Although mutations provide the ultimate material upon which natural selection depends, most mutations are deleterious, and in certain settings can lead to a substantial fitness load. We are attempting to understand the nearly 1000-fold range of variation in the mutation rate that exists across the Tree of Life, through the study of a diversity of invertebrates and unicellular eukaryotes and prokaryotes. This work exploits a mutation-accumulation strategy in which lines are propagated as single individuals to minimize the ability of natural selection to influence the fate of newly arisen mutations, often for hundreds to thousands of generations. Complete-genome sequencing of the derived lines yields unbiased estimates of the rate and spectrum of mutations at the DNA level, revealing a dramatic negative scaling of the mutation rate with population size, an apparently universal mutation pressure towards AT composition, and many other previously unknown mutational features.
The overall results of this mutation work support the drift-barrier hypothesis, which postulates that natural selection persistently operates to decrease the mutation rate until a point is reached at which the advantages of further improvement are overcome by the power of random genetic drift. We are now attempting to expand this work to other types of intracellular errors.
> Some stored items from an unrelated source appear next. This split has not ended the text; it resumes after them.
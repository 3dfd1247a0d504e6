//! HTTP front end and process wiring for profile-harvest.

pub mod http;

pub use http::{HarvestServer, ServerState};
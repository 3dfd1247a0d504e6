//! In-process route tests for the HTTP front end.

use std::sync::Arc;

use axum::body::Body;
use axum::http::{Request, StatusCode};
use serde_json::{json, Value};
use tower::ServiceExt;
use wiremock::matchers::{header, method, path};
use wiremock::{Mock, MockServer, ResponseTemplate};

use profile_harvest::config::PoolConfig;
use profile_harvest::{HarvestConfig, Harvester};
use profile_harvest_server::HarvestServer;

// ─────────────────────── helpers ───────────────────────

fn config_for(server: &MockServer) -> HarvestConfig {
    let mut config = HarvestConfig::default();
    config.pool = PoolConfig {
        max_user_records: 100,
        seeds: Vec::new(),
    };
    config.extraction.page_url_template = format!("{}/{{}}/", server.uri());
    config.extraction.api_url_template = format!("{}/api/{{}}", server.uri());
    config.extraction.throttle_min_secs = 0.0;
    config.extraction.throttle_max_secs = 0.0;
    config.extraction.request_timeout_secs = 5;
    config.refresh.enabled = false;
    config
}

fn app(server: &MockServer, token: Option<&str>) -> axum::Router {
    let harvester = Arc::new(Harvester::new(config_for(server)).unwrap());
    HarvestServer::new(harvester, token.map(str::to_string)).router()
}

fn scrape_request(body: Value) -> Request<Body> {
    Request::builder()
        .method("POST")
        .uri("/scrape")
        .header("content-type", "application/json")
        .body(Body::from(body.to_string()))
        .unwrap()
}

async fn json_body(response: axum::response::Response) -> Value {
    let bytes = axum::body::to_bytes(response.into_body(), usize::MAX)
        .await
        .unwrap();
    serde_json::from_slice(&bytes).unwrap()
}

async fn mount_profile(server: &MockServer, target: &str, caller: &str) {
    Mock::given(method("GET"))
        .and(path(format!("/api/{target}")))
        .and(header("x-forwarded-for", caller))
        .respond_with(ResponseTemplate::new(200).set_body_json(json!({
            "data": {"user": {"username": target, "edge_followed_by": {"count": 5}}}
        })))
        .mount(server)
        .await;
}

// ─────────────────────── routes ───────────────────────

#[tokio::test]
async fn health_is_open_even_with_token() {
    let server = MockServer::start().await;
    let response = app(&server, Some("secret"))
        .oneshot(Request::get("/health").body(Body::empty()).unwrap())
        .await
        .unwrap();

    assert_eq!(response.status(), StatusCode::OK);
    assert_eq!(json_body(response).await["status"], "ok");
}

#[tokio::test]
async fn token_guards_other_routes() {
    let server = MockServer::start().await;
    let app = app(&server, Some("secret"));

    let denied = app
        .clone()
        .oneshot(Request::get("/stats").body(Body::empty()).unwrap())
        .await
        .unwrap();
    assert_eq!(denied.status(), StatusCode::UNAUTHORIZED);

    let allowed = app
        .oneshot(
            Request::get("/stats")
                .header("authorization", "Bearer secret")
                .body(Body::empty())
                .unwrap(),
        )
        .await
        .unwrap();
    assert_eq!(allowed.status(), StatusCode::OK);
    let stats = json_body(allowed).await;
    assert_eq!(stats["total_entries"], 0);
    assert_eq!(stats["success_rate_percent"], 0.0);
}

#[tokio::test]
async fn scrape_uses_forwarded_caller() {
    let server = MockServer::start().await;
    mount_profile(&server, "alice", "203.0.113.50").await;

    let request = Request::builder()
        .method("POST")
        .uri("/scrape")
        .header("content-type", "application/json")
        .header("x-forwarded-for", "203.0.113.50, 10.0.0.2")
        .body(Body::from(json!({"target": "alice"}).to_string()))
        .unwrap();
    let response = app(&server, None).oneshot(request).await.unwrap();

    assert_eq!(response.status(), StatusCode::OK);
    let body = json_body(response).await;
    assert_eq!(body["identity"]["username"], "alice");
    assert_eq!(body["statistics"]["followers"], 5);
    assert_eq!(body["used_identity"], "203.0.113.50");
    assert_eq!(body["cached"], false);
}

#[tokio::test]
async fn scrape_with_explicit_caller_and_stats() {
    let server = MockServer::start().await;
    mount_profile(&server, "bob", "198.51.100.7").await;
    let app = app(&server, None);

    let response = app
        .clone()
        .oneshot(scrape_request(json!({
            "target": "bob",
            "caller_address": "198.51.100.7",
            "user_agent": "route-test/1"
        })))
        .await
        .unwrap();
    assert_eq!(response.status(), StatusCode::OK);

    let stats = app
        .oneshot(Request::get("/stats").body(Body::empty()).unwrap())
        .await
        .unwrap();
    let stats = json_body(stats).await;
    assert_eq!(stats["caller_sourced_count"], 1);
    assert_eq!(stats["user_record_count"], 1);
}

#[tokio::test]
async fn exhausted_scrape_is_bad_gateway() {
    let server = MockServer::start().await;
    let response = app(&server, None)
        .oneshot(scrape_request(json!({
            "target": "ghost",
            "caller_address": "198.51.100.8"
        })))
        .await
        .unwrap();

    assert_eq!(response.status(), StatusCode::BAD_GATEWAY);
    let body = json_body(response).await;
    assert_eq!(body["error"], "ScrapingFailed");
    assert_eq!(body["used_identity"], "198.51.100.8");
}

#[tokio::test]
async fn no_identity_is_service_unavailable() {
    let server = MockServer::start().await;
    let response = app(&server, None)
        .oneshot(scrape_request(json!({"target": "alice"})))
        .await
        .unwrap();

    assert_eq!(response.status(), StatusCode::SERVICE_UNAVAILABLE);
    let body = json_body(response).await;
    assert_eq!(body["error"], "NoIdentityAvailable");
    assert_eq!(body["used_identity"], "direct");
}

#[tokio::test]
async fn blank_target_is_rejected() {
    let server = MockServer::start().await;
    let response = app(&server, None)
        .oneshot(scrape_request(json!({"target": "  "})))
        .await
        .unwrap();
    assert_eq!(response.status(), StatusCode::BAD_REQUEST);
}

#[tokio::test]
async fn probe_reports_offline_target() {
    let server = MockServer::start().await;
    let mut config = config_for(&server);
    config.extraction.page_url_template = "http://127.0.0.1:9/{}/".to_string();
    let harvester = Arc::new(Harvester::new(config).unwrap());
    let app = HarvestServer::new(harvester, None).router();

    let response = app
        .oneshot(
            Request::get("/probe?caller=203.0.113.3")
                .body(Body::empty())
                .unwrap(),
        )
        .await
        .unwrap();
    assert_eq!(response.status(), StatusCode::OK);
    let body = json_body(response).await;
    assert_eq!(body["status"], "OFFLINE");
    assert_eq!(body["used_identity"], "203.0.113.3");
}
We have developed a novel method that provides estimates of transcription error rates (i.e., rates of misincorporation of ribonucleotides into mRNAs), and are now evaluating the degree to which these vary among eukaryotic lineages. Error rates at this level are typically >1000x those at the level of genome replication, but also quite constant across phylogenetic lineages, implying that >1% of transcripts typically contain an erroneous base.
The next step is to determine translation-error rates, and to this end, we are applying advanced techniques from mass spectrometry to the proteomes of multiple organisms. Although much work remains to be done, preliminary results indicate that error rates at the level of translation are on the order of 0.001 to 0.01 per codon.